Disciplina: Encenações em Jogo
Aluna: Laila Padovan
CORPO: apresentação e
representação
“Um corpo, graças à sua simples
força, e por seu ato, é poderoso o bastante para alterar mais profundamente a
natureza das coisas do que jamais conseguiu o espírito em suas especulações e
sonhos.” (VALÉRY, 2005)
Pretendo abordar aqui como o corpo
se apresenta e é encarado nas diversas manifestações do teatro performativo,
indo ao encontro de uma noção de corpo do ator ligada à apresentação do corpo e
não à representação do corpo. Enquanto no teatro dramático, o corpo
representava estados, personagens e histórias, no teatro performativo, o corpo
fica mais livre de representações e o que é ressaltado é a ação em si mesma.
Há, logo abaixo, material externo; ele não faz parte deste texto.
//! Phase-running commands
//!
//! `clean`, `build`, `test`, `package` and `install` all load the project,
//! register its plugins and hand the selected phase range to the
//! orchestrator; they differ only in the task switch they set.

use std::path::Path;

use anyhow::{Context, Result};
use tokio_util::sync::CancellationToken;

use crate::cli::output::OutputConfig;
use crate::core::builder::{BuildOrchestrator, BuildReport};
use crate::core::options::CommandOptions;
use crate::core::package_manager::PackageManager;
use crate::core::plugin_registry::{PluginLoader, PluginRegistry};
use crate::core::project::Project;
use crate::core::settings::Settings;
use crate::infra::dirs::PhasebuildDirs;

/// Everything one run needs, loaded before the first phase
#[derive(Debug)]
pub struct Session {
    pub project: Project,
    pub options: CommandOptions,
    pub packages: PackageManager,
    pub registry: PluginRegistry,
}

impl Session {
    /// Load descriptor, settings and plugins; any error here aborts before CLEAN
    pub fn open(
        project_dir: &Path,
        options: CommandOptions,
        loader: &PluginLoader,
        cancel: &CancellationToken,
    ) -> Result<Self> {
        let dirs = PhasebuildDirs::new();
        let settings = match &options.settings_file {
            Some(path) => Settings::load_from_path(path)
                .with_context(|| format!("Failed to load settings from {}", path.display()))?,
            None => Settings::load(&dirs).context("Failed to load settings")?,
        };

        let project = Project::load(project_dir, &options)
            .with_context(|| format!("Failed to load project in {}", project_dir.display()))?;
        tracing::info!(
            "Loaded {} (target: {})",
            project.identity(),
            project
                .current_target()
                .map_or("default", |t| t.name.as_str())
        );

        let packages = PackageManager::from_settings(&dirs, settings)
            .context("Failed to configure package repositories")?
            .with_cancellation(cancel.clone());

        let mut registry = PluginRegistry::new();
        loader
            .load(project.build_config(), project.current_target(), &mut registry)
            .context("Failed to load plugins")?;

        Ok(Self {
            project,
            options,
            packages,
            registry,
        })
    }

    /// Run the selected phases
    pub async fn run(&self, output: OutputConfig, cancel: CancellationToken) -> Result<BuildReport> {
        let spinner = output.spinner(&format!("Building {}", self.project.identity()));
        let result = BuildOrchestrator::new(&self.project, self.options.clone(), &self.packages, &self.registry)
            .with_cancellation(cancel)
            .run()
            .await;
        spinner.finish_and_clear();

        let report = result.context("Build failed")?;
        output.report(&report);
        Ok(report)
    }
}

/// Execute a phase-running command
pub async fn execute(
    project_dir: &Path,
    options: CommandOptions,
    output: OutputConfig,
    cancel: CancellationToken,
) -> Result<BuildReport> {
    let session = Session::open(project_dir, options, &PluginLoader::new(), &cancel)?;
    session.run(output, cancel).await
}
Abaixo, destaquei algumas passagens de Josette Feral que pudessem
abordar esta questão:
“Logo, quando Schechner menciona a importância da ´execução de uma
ação´ na noção de ´performer´, ele, na realidade, não faz senão insistir neste
ponto nevrálgico de toda performance cênica, do ´fazer´. É evidente que esse
fazer está presente em toda forma teatral que se dá em cena. A diferença aqui –
no teatro performativo – vem do fato de que este ´fazer´ se torna primordial e
um dos aspectos fundamentais pressupostos na performance.” (FÉRAL, 2005)
“O ator aparece aí, antes de tudo, como um performer. Seu corpo, seu
jogo, suas competências técnicas são colocadas na frente. O espectador entra e
sai da narrativa, navegando segundo as imagens oferecidas ao seu olhar. O
sentido aí não é redutivo. A narrativa incita a uma viagem no imaginário que o
canto e a dança amplificam. Os arabescos do ator, a elasticidade do seu corpo,
a sinuosidade das formas que solicitam o olhar do espectador em primeiro plano,
estão no domínio do desempenho. O espectador, longe de buscar um sentido para a
imagem, deixa-se levar por esta performatividade em ação. Ele performa.” (FÉRAL, 2005)
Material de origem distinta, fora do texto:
//! Core build logic
//!
//! # Submodules
//!
//! - [`phase`] - Build phases, phase sets and ranges
//! - [`package`] - Package identities, scopes, variants and metadata
//! - [`descriptor`] - Build descriptor (build.json) parsing and validation
//! - [`settings`] - User settings: servers, credentials, timeouts
//! - [`options`] - Command options and per-phase build intents
//! - [`project`] - The project being built
//! - [`packaging`] - Bundling build output into package artifacts
//! - [`resolver`] - Dependency resolution
//! - [`package_manager`] - Cache, fetch, update and publish facade
//! - [`plugin`] - Plugin contract and per-phase context
//! - [`plugin_registry`] - Plugin bindings and descriptor-driven loading
//! - [`builder`] - Phase orchestration

pub mod builder;
pub mod descriptor;
pub mod options;
pub mod package;
pub mod package_manager;
pub mod packaging;
pub mod phase;
pub mod plugin;
pub mod plugin_registry;
pub mod project;
pub mod resolver;
pub mod settings;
“No teatro performativo, o ator é chamado a fazer, a estar presente, a
assumir os riscos e a mostrar o fazer, em outras palavras, a afirmar
performatividade do processo. A atenção do espectador se coloca na execução do
gesto, na criação da forma, na dissolução dos signos e em sua reconstrução
permanente. Uma estética da presença se instaura.” (FÉRAL, 2005)
Assim,
todo o treinamento de corpo do ator-performer tem como foco a ação em si,
procurando não representar mas apresentar. Neste sentido, deixa-se de tentar
encontrar treinamentos que visem tornar o ator apto a representar diferentes
emoções, histórias, estados e personagens e passa-se a treinar o performer a
estar no aqui e agora, com suas próprias sensações e estados, sem representar
estes estados, mas sim vivê-los integralmente.
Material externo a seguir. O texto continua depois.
//! Build phases
//!
//! The fixed, totally ordered phase sequence every build run walks through.

use std::fmt;
use std::str::FromStr;

use serde::{Deserialize, Serialize};

use crate::error::ConfigError;

/// One stage of the build sequence, in execution order
#[derive(Debug, Clone, Copy, PartialEq, Eq, Hash, PartialOrd, Ord, Serialize, Deserialize)]
#[serde(rename_all = "SCREAMING_SNAKE_CASE")]
pub enum Phase {
    /// Remove previous build outputs
    Clean,
    /// Resolve and materialize the dependency graph
    ResolveDependencies,
    /// Compile sources
    Compile,
    /// Link objects
    Link,
    /// Run tests
    Test,
    /// Bundle the build output into a package artifact
    Package,
    /// Install the artifact into the local repository
    Install,
}

impl Phase {
    /// All phases in canonical order
    pub const ALL: [Phase; 7] = [
        Phase::Clean,
        Phase::ResolveDependencies,
        Phase::Compile,
        Phase::Link,
        Phase::Test,
        Phase::Package,
        Phase::Install,
    ];

    /// Canonical upper-case name
    pub fn name(self) -> &'static str {
        match self {
            Self::Clean => "CLEAN",
            Self::ResolveDependencies => "RESOLVE_DEPENDENCIES",
            Self::Compile => "COMPILE",
            Self::Link => "LINK",
            Self::Test => "TEST",
            Self::Package => "PACKAGE",
            Self::Install => "INSTALL",
        }
    }

    /// Position in the canonical order
    pub fn index(self) -> usize {
        self as usize
    }

    /// The phase that follows this one, if any
    pub fn next(self) -> Option<Phase> {
        Self::ALL.get(self.index() + 1).copied()
    }
}

impl fmt::Display for Phase {
    fn fmt(&self, f: &mut fmt::Formatter<'_>) -> fmt::Result {
        f.write_str(self.name())
    }
}

impl FromStr for Phase {
    type Err = ConfigError;

    /// Accepts `RESOLVE_DEPENDENCIES`, `resolve_dependencies` and `resolve-dependencies`
    fn from_str(s: &str) -> Result<Self, Self::Err> {
        let normalized = s.trim().to_ascii_uppercase().replace('-', "_");
        Self::ALL
            .into_iter()
            .find(|phase| phase.name() == normalized)
            .ok_or_else(|| ConfigError::UnknownPhase {
                name: s.to_string(),
            })
    }
}

/// A set of phases a plugin is bound to
#[derive(Debug, Clone, Copy, PartialEq, Eq, Hash)]
pub struct PhaseSet(u8);

impl PhaseSet {
    /// Matches every phase
    pub const fn all() -> Self {
        Self(0b0111_1111)
    }

    /// Matches no phase
    pub const fn empty() -> Self {
        Self(0)
    }

    /// Build a set from a list; an empty list means every phase
    pub fn from_phases(phases: &[Phase]) -> Self {
        if phases.is_empty() {
            return Self::all();
        }
        let mut set = Self::empty();
        for phase in phases {
            set.insert(*phase);
        }
        set
    }

    /// Parse phase names from a descriptor; an empty list means every phase
    pub fn parse<S: AsRef<str>>(names: &[S]) -> Result<Self, ConfigError> {
        let phases = names
            .iter()
            .map(|name| name.as_ref().parse())
            .collect::<Result<Vec<Phase>, _>>()?;
        Ok(Self::from_phases(&phases))
    }

    /// Add a phase
    pub fn insert(&mut self, phase: Phase) {
        self.0 |= 1 << phase.index();
    }

    /// Whether the set contains `phase`
    pub fn contains(self, phase: Phase) -> bool {
        self.0 & (1 << phase.index()) != 0
    }

    /// Whether every phase is included
    pub fn is_all(self) -> bool {
        self == Self::all()
    }

    /// Phases in canonical order
    pub fn iter(self) -> impl Iterator<Item = Phase> {
        Phase::ALL.into_iter().filter(move |p| self.contains(*p))
    }
}

impl Default for PhaseSet {
    fn default() -> Self {
        Self::all()
    }
}

/// A contiguous, ordered slice of the phase sequence selected for one run
#[derive(Debug, Clone, Copy, PartialEq, Eq)]
pub struct PhaseRange {
    first: Phase,
    last: Phase,
}

impl PhaseRange {
    /// Create a range; `first` and `last` are swapped if given out of order
    pub fn new(first: Phase, last: Phase) -> Self {
        if first <= last {
            Self { first, last }
        } else {
            Self {
                first: last,
                last: first,
            }
        }
    }

    /// First phase of the run
    pub fn first(&self) -> Phase {
        self.first
    }

    /// Last phase of the run
    pub fn last(&self) -> Phase {
        self.last
    }

    /// Whether `phase` runs in this range
    pub fn contains(&self, phase: Phase) -> bool {
        self.first <= phase && phase <= self.last
    }

    /// Phases in execution order
    pub fn phases(&self) -> impl Iterator<Item = Phase> {
        let (first, last) = (self.first, self.last);
        Phase::ALL
            .into_iter()
            .filter(move |p| first <= *p && *p <= last)
    }
}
No intuito de ampliar estas
noções de representação do corpo e de apresentação do corpo, encontrei em Merleau-Ponty
considerações sobre o corpo que trazem para a discussão as principais
diferenças entre vivenciar o próprio corpo e ter uma representação deste corpo.
Para Merleau-Ponty, a tradicional separação entre mente e corpo faz com que o
indivíduo se afaste da experiência do corpo próprio e acabe vivendo-o apenas
como formas de representação de estados mentais. Ele chama a nossa atenção para
a importância da vivência do corpo em si, em suas ações e movimentos, antes
mesmos destes serem encaixados em significados.
“Assim, a experiência do corpo próprio
opõe-se ao movimento reflexivo que destaca o objeto do sujeito e o sujeito do
objeto, e que nos dá apenas o pensamento do corpo ou o corpo em idéia, e não a
experiência do corpo ou o corpo em realidade.” (MERLEAU-PONTY,
2011, p.269)
“Merleau-Ponty ilumina a seu
modo a noção do corpo como o ser próprio do homem, entendendo que o corpo
fenomenal é o corpo próprio, ou seja, o corpo vivido, com o qual percebemos o
mundo de modo originário, não conceitual. Neste sentido, compreende o corpo
como sujeito da percepção e, através da afirmação ´sou meu corpo´ permite que
se compreenda a subjetividade como corporeidade.” (CASANOVA DOS REIS, 2010,
p.38)
“É pelo corpo que tomamos
contato com a realidade extensa, isto é, com os demais corpos com os quais
interagimos. A alma, idéia do corpo, não é um reflexo do corpo, mas a
consciência do corpo e de sua inteligibilidade, bem como a de outros corpos...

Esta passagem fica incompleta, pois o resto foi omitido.